INFORMATION SHOWN:
----------------------------------------

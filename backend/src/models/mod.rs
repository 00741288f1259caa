//! Database row types
//!
//! Rows mirror table columns (audit columns included) and convert into the
//! shared API models. Enum columns are `TEXT` decoded straight into the
//! shared enums.

use sqlx::{postgres::PgRow, FromRow};

mod coffee;
mod flavor_tag;
mod roaster;
mod tasting;

pub use coffee::CoffeeRow;
pub use flavor_tag::{CoffeeFlavorRow, FlavorTagRow};
pub use roaster::RoasterRow;
pub use tasting::{TastingNoteRow, TastingSessionRow};

pub use shared::models::*;

/// A soft-deletable table with audit columns
pub trait Entity: for<'r> FromRow<'r, PgRow> + Send + Unpin + 'static {
    /// Table name
    const TABLE: &'static str;
    /// Column list selected into the row type
    const COLUMNS: &'static str;
    /// Human-readable name used in error messages
    const NAME: &'static str;
}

----------------------------------------

EXERCISE GOAL: Above are the records; copy exactly the lines from the one with "pub use coffee::CoffeeRow;" through the final line.

SOLUTION TO THIS PROBLEM:
pub use coffee::CoffeeRow;
pub use flavor_tag::{CoffeeFlavorRow, FlavorTagRow};
pub use roaster::RoasterRow;
pub use tasting::{TastingNoteRow, TastingSessionRow};

pub use shared::models::*;

/// A soft-deletable table with audit columns
pub trait Entity: for<'r> FromRow<'r, PgRow> + Send + Unpin + 'static {
    /// Table name
    const TABLE: &'static str;
    /// Column list selected into the row type
    const COLUMNS: &'static str;
    /// Human-readable name used in error messages
    const NAME: &'static str;
}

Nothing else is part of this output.